На подворье безлюдно, каретный сарай заперт, в конюшне тихо, кони в разгоне, — знать, начальник губернии, как часто бывает, в поездке по селам и деревням губернии. «Слава богу, — подумала Любинька. — А то напустил бы на меня угрозу за мои вины, не устоять бы мне на ногах...»
В гостиной зале все то же, что и прежде: люстра с витыми свечами в узорах, на окнах — тяжелые гардины, опущенные на половину. Саксонской вазы, коей Любинька не переставала любоваться, не видно, и венецианское зеркало куда-то переставлено. Любинька не могла, конечно, знать, что эти дорогие предметы разбиты гневливым Державиным. Она сидела на краю пуховой софы и поджидала выхода губернаторши.
«А может, он выйдет, — думала Любинька об Алексаше. — Что я ему скажу?.. Про одно скажу, — пришло ей в голову. — Скажу: оду «Бог» прочитала, поговорить о ней пришла...»
Раздались быстрые шаги, вошла Екатерина Яковлевна, в строгом темном платье, на груди на золотой цепке медальон. Лицо надменно, неприступно, карие португальские глаза смотрят прямо и неласково.
— Что вам угодно?
— То, бывало, Любинька да Любинька, и обласкает, и прическу поправит, и по спине потреплет, и ободрит, ежли в танце что не получается.

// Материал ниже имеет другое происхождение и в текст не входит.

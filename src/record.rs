//! # Records
//!
//! Identity and payload types that flow through the relay.
//!
//! A [`Record`] is created by the source reader and keeps its identity
//! ([`RecordRef`]: partition + offset) through every stage, even after the
//! transform stage has replaced its payload. Acknowledgments and failures are
//! always addressed by `RecordRef`, which is how they find their way back to
//! the reader that owns the partition.

use serde::{Deserialize, Serialize};
use std::fmt::{self, Display};

/// Identifies one partition of a named stream.
#[derive(Debug, Clone, Copy, PartialEq, Eq, PartialOrd, Ord, Hash, Serialize, Deserialize)]
pub struct PartitionId(pub u32);

impl PartitionId {
  /// Creates a partition id.
  pub const fn new(id: u32) -> Self {
    Self(id)
  }

  /// Returns the raw partition number.
  pub const fn get(self) -> u32 {
    self.0
  }
}

impl Display for PartitionId {
  fn fmt(&self, f: &mut fmt::Formatter<'_>) -> fmt::Result {
    write!(f, "p{}", self.0)
  }
}

impl From<u32> for PartitionId {
  fn from(id: u32) -> Self {
    Self(id)
  }
}

/// Reference to a record: its partition and its offset within that partition.
#[derive(Debug, Clone, Copy, PartialEq, Eq, PartialOrd, Ord, Hash, Serialize, Deserialize)]
pub struct RecordRef {
  /// Partition the record was read from.
  pub partition: PartitionId,
  /// Offset of the record within the partition.
  pub offset: u64,
}

impl RecordRef {
  /// Creates a record reference.
  pub const fn new(partition: PartitionId, offset: u64) -> Self {
    Self { partition, offset }
  }
}

impl Display for RecordRef {
  fn fmt(&self, f: &mut fmt::Formatter<'_>) -> fmt::Result {
    write!(f, "{}@{}", self.partition, self.offset)
  }
}

/// An immutable record read from a partitioned log.
#[derive(Debug, Clone, PartialEq, Eq)]
pub struct Record {
  /// Partition the record belongs to.
  pub partition: PartitionId,
  /// Offset within the partition.
  pub offset: u64,
  /// Raw payload bytes as stored in the log.
  pub payload: Vec<u8>,
}

impl Record {
  /// Creates a record.
  pub fn new(partition: PartitionId, offset: u64, payload: impl Into<Vec<u8>>) -> Self {
    Self {
      partition,
      offset,
      payload: payload.into(),
    }
  }

  /// Returns the identity of this record.
  pub fn reference(&self) -> RecordRef {
    RecordRef::new(self.partition, self.offset)
  }
}

/// Output of the transform stage: the normalized line and its length.
///
/// The origin reference is carried along so the sink can acknowledge the
/// source record once the line is durable.
#[derive(Debug, Clone, PartialEq, Eq)]
pub struct LineRecord {
  /// Identity of the source record this line was derived from.
  pub origin: RecordRef,
  /// Normalized line.
  pub line: String,
  /// Length of the line in characters.
  pub len: usize,
}

impl LineRecord {
  /// Returns the record's fields in declaration order (`line`, `len`).
  pub fn fields(&self) -> [String; 2] {
    [self.line.clone(), self.len.to_string()]
  }
}
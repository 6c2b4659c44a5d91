//! # Storage Test Suite
//!
//! Durability contract of both storage backends: appended bytes are durable
//! only after `flush`, segments are create-only, and closed handles are
//! rejected.

use crate::error::{Classify, FailureClass};
use crate::storage::{DurableStorage, LocalFsStorage, MemoryStorage, StorageError};
use std::path::{Path, PathBuf};
use tempfile::TempDir;
use tokio_test::{assert_err, assert_ok};

// ============================================================================
// LocalFsStorage
// ============================================================================

#[tokio::test]
async fn test_local_append_flush_close() {
  let dir = TempDir::new().unwrap();
  let storage = LocalFsStorage::new();
  let path = dir.path().join("nested").join("app_0.log");

  let handle = storage.open(&path).await.unwrap();
  storage.append(handle, b"HELLO\t5\n").await.unwrap();
  storage.flush(handle).await.unwrap();
  assert_eq!(std::fs::read_to_string(&path).unwrap(), "HELLO\t5\n");

  storage.append(handle, b"WORLD\t5\n").await.unwrap();
  storage.close(handle).await.unwrap();
  assert_eq!(
    std::fs::read_to_string(&path).unwrap(),
    "HELLO\t5\nWORLD\t5\n"
  );
  assert!(matches!(
    storage.append(handle, b"late").await,
    Err(StorageError::InvalidHandle(_))
  ));
}

#[tokio::test]
async fn test_local_never_reopens_a_segment() {
  let dir = TempDir::new().unwrap();
  let storage = LocalFsStorage::new();
  let path = dir.path().join("seg.log");
  let handle = storage.open(&path).await.unwrap();
  storage.close(handle).await.unwrap();

  match storage.open(&path).await {
    Err(StorageError::AlreadyExists(existing)) => assert_eq!(existing, path),
    other => panic!("expected AlreadyExists, got {other:?}"),
  }
}

#[tokio::test]
async fn test_local_root_confines_absolute_paths() {
  let dir = TempDir::new().unwrap();
  let storage = LocalFsStorage::with_root(dir.path());
  let resolved = storage.resolve(Path::new("/data/storm/../app_1.log"));
  assert_eq!(resolved, dir.path().join("data").join("storm").join("app_1.log"));

  let handle = storage.open(Path::new("/data/storm/app_2.log")).await.unwrap();
  storage.append(handle, b"X\t1\n").await.unwrap();
  storage.close(handle).await.unwrap();
  let on_disk = dir.path().join("data/storm/app_2.log");
  assert_eq!(std::fs::read_to_string(on_disk).unwrap(), "X\t1\n");
}

#[tokio::test]
async fn test_local_abandon_releases_handle() {
  let dir = TempDir::new().unwrap();
  let storage = LocalFsStorage::new();
  let path = dir.path().join("abandoned.log");
  let handle = storage.open(&path).await.unwrap();
  storage.append(handle, b"KEPT\t4\n").await.unwrap();
  storage.flush(handle).await.unwrap();
  storage.append(handle, b"LOST\t4\n").await.unwrap();
  assert_eq!(storage.open_segments().await, 1);

  storage.abandon(handle).await;
  assert_eq!(storage.open_segments().await, 0);
  assert_err!(storage.append(handle, b"late").await);
  assert_eq!(std::fs::read_to_string(&path).unwrap(), "KEPT\t4\n");

  // Abandoning twice is harmless.
  storage.abandon(handle).await;
}

#[tokio::test(flavor = "multi_thread", worker_threads = 2)]
async fn test_local_segments_are_written_independently() {
  let dir = TempDir::new().unwrap();
  let storage = std::sync::Arc::new(LocalFsStorage::new());
  let mut tasks = Vec::new();
  for name in ["a", "b", "c", "d"] {
    let storage = storage.clone();
    let path = dir.path().join(format!("{name}.log"));
    tasks.push(tokio::spawn(async move {
      let handle = storage.open(&path).await?;
      for i in 0..50 {
        storage.append(handle, format!("{name}{i}\n").as_bytes()).await?;
        storage.flush(handle).await?;
      }
      storage.close(handle).await?;
      Ok::<_, StorageError>(path)
    }));
  }
  for task in tasks {
    let path = task.await.unwrap().unwrap();
    let name = path.file_stem().unwrap().to_string_lossy().into_owned();
    let lines: Vec<String> = std::fs::read_to_string(&path)
      .unwrap()
      .lines()
      .map(str::to_string)
      .collect();
    let expected: Vec<String> = (0..50).map(|i| format!("{name}{i}")).collect();
    assert_eq!(lines, expected);
  }
  assert_eq!(storage.open_segments().await, 0);
}

#[test]
fn test_local_without_root_keeps_paths() {
  let storage = LocalFsStorage::new();
  assert_eq!(
    storage.resolve(Path::new("/data/storm/a.log")),
    PathBuf::from("/data/storm/a.log")
  );
}

// ============================================================================
// MemoryStorage
// ============================================================================

#[tokio::test]
async fn test_memory_separates_buffered_from_durable() {
  let storage = MemoryStorage::new();
  let path = Path::new("/out/a.log");
  let handle = storage.open(path).await.unwrap();
  storage.append(handle, b"A\t1\n").await.unwrap();

  let file = storage.file(path).unwrap();
  assert!(file.durable.is_empty());
  assert_eq!(file.buffered, b"A\t1\n");

  storage.flush(handle).await.unwrap();
  let file = storage.file(path).unwrap();
  assert_eq!(file.durable_text(), "A\t1\n");
  assert!(file.buffered.is_empty());
  assert!(!file.closed);
}

#[tokio::test]
async fn test_memory_injected_failures() {
  let storage = MemoryStorage::new();
  let handle = storage.open(Path::new("/out/b.log")).await.unwrap();

  storage.fail_next_appends(1);
  let err = storage.append(handle, b"x").await.unwrap_err();
  assert_eq!(err.class(), FailureClass::Transient);
  storage.append(handle, b"x").await.unwrap();

  storage.fail_next_flushes(2);
  assert_err!(storage.flush(handle).await);
  assert_err!(storage.flush(handle).await);
  assert_ok!(storage.flush(handle).await);
  assert_eq!(storage.flush_calls(), 3);
  assert_eq!(storage.successful_flushes(), 1);
}

#[tokio::test]
async fn test_memory_close_and_late_append() {
  let storage = MemoryStorage::new();
  let path = Path::new("/out/c.log");
  let handle = storage.open(path).await.unwrap();
  storage.append(handle, b"C\t1\n").await.unwrap();
  storage.close(handle).await.unwrap();

  let file = storage.file(path).unwrap();
  assert!(file.closed);
  assert_eq!(file.durable_text(), "C\t1\n");

  assert_err!(storage.append(handle, b"D\t1\n").await);
  assert_eq!(storage.appends_after_close(), 1);
  assert!(matches!(
    storage.open(path).await,
    Err(StorageError::AlreadyExists(_))
  ));
  assert_eq!(storage.durable_lines(), vec!["C\t1".to_string()]);
}

#[tokio::test]
async fn test_memory_abandon_discards_buffered_bytes() {
  let storage = MemoryStorage::new();
  let path = Path::new("/out/d.log");
  let handle = storage.open(path).await.unwrap();
  storage.append(handle, b"D\t1\n").await.unwrap();
  storage.flush(handle).await.unwrap();
  storage.append(handle, b"E\t1\n").await.unwrap();

  storage.abandon(handle).await;
  let file = storage.file(path).unwrap();
  assert!(file.closed);
  assert!(file.buffered.is_empty());
  assert_eq!(file.durable_text(), "D\t1\n");
  assert_eq!(storage.open_segments(), 0);
  assert_err!(storage.flush(handle).await);
}

#[test]
fn test_error_classes() {
  assert_eq!(
    StorageError::Unavailable("down".into()).class(),
    FailureClass::Transient
  );
  assert_eq!(StorageError::Io("eio".into()).class(), FailureClass::Transient);
  assert_eq!(
    StorageError::AlreadyExists(PathBuf::from("/x")).class(),
    FailureClass::FatalTask
  );
}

А сейчас и холодна, как льдина и смотрит гневливо, как свекровь.
— Я... Мне... — Забыла Любинька про все манеры, чему училась, из глаз у нее пыснуло, она пала на колени и простерла перед собой руки.
— Что вам угодно? — повторила неумолимая губернаторша ледяным голосом. — Какая от вас ко мне будет просьба?
— Миленькая Екатерина Яковлевна, простите! — сквозь рыдания выговорила Любинька. — Виновата! Без вины я виновата. Это я сговорила к вам Аксинью Егоровну. Она не хотела к вам ехать, а я сговорила. Я вас, голубушка, давно не видела, соскучилась. И по Алексаше... И по нему я скучаю. А она, Аксинья Егоровна, меня по домам насильно потащила. Говорит: свидетель, свидетель!.. Не виновата я. Я люблю вас. И вас, голубушка Екатерина Яковлевна, я люблю, и Гавриила Романовича. Я про вас всех одно хорошее думаю. Вчера оду «Бог» читала... Хоровод, звезды в хороводе. И слова, Там, наверху, и моя звездочка. А теперь... Вы гневаетесь — боюсь, моя звездочка навсегда померкнет. Простите, не сердитесь на меня, голубушка!.. — И Любинька спрятала, стоя на коленях, лицо в своих ладонях.
— Полно, полно! — растроганным голосом заговорила отходчивая Екатерина Яковлевна. — Я уж не сержусь на тебя, милая, перестань! — Помогла Любиньке подняться, усадила на софу, сама присела рядом. — Я почти на тебя и не сердилась, мне только обидно было и стыдно за тебя. Ты такая чистая, красивая — и вдруг заодно с этой нечистоплотной Аксиньей Егоровной... Я люблю тебя. — И Екатерина Яковлевна прижала голову Любиньки к своей груди. — И за оду спасибо. Я ему передам — обрадуется...
Далее, успокаивая и уговаривая Любиньку, Екатерина Яковлевна великодушно предложила:
— А мы в театре новую пиесу начинаем, сочинение господина Захарьина, Аполлониуса, как его в шутку зовет Алексаша. Будешь нам помогать? Заглавную роль — Алексаше. И тебе я придумала: русалку играть будешь, сирену, морскую богиню... Ну, согласна?
Любинька благодарно кивала головой; ее кивки Екатерина Яковлевна на своей груди ощутила.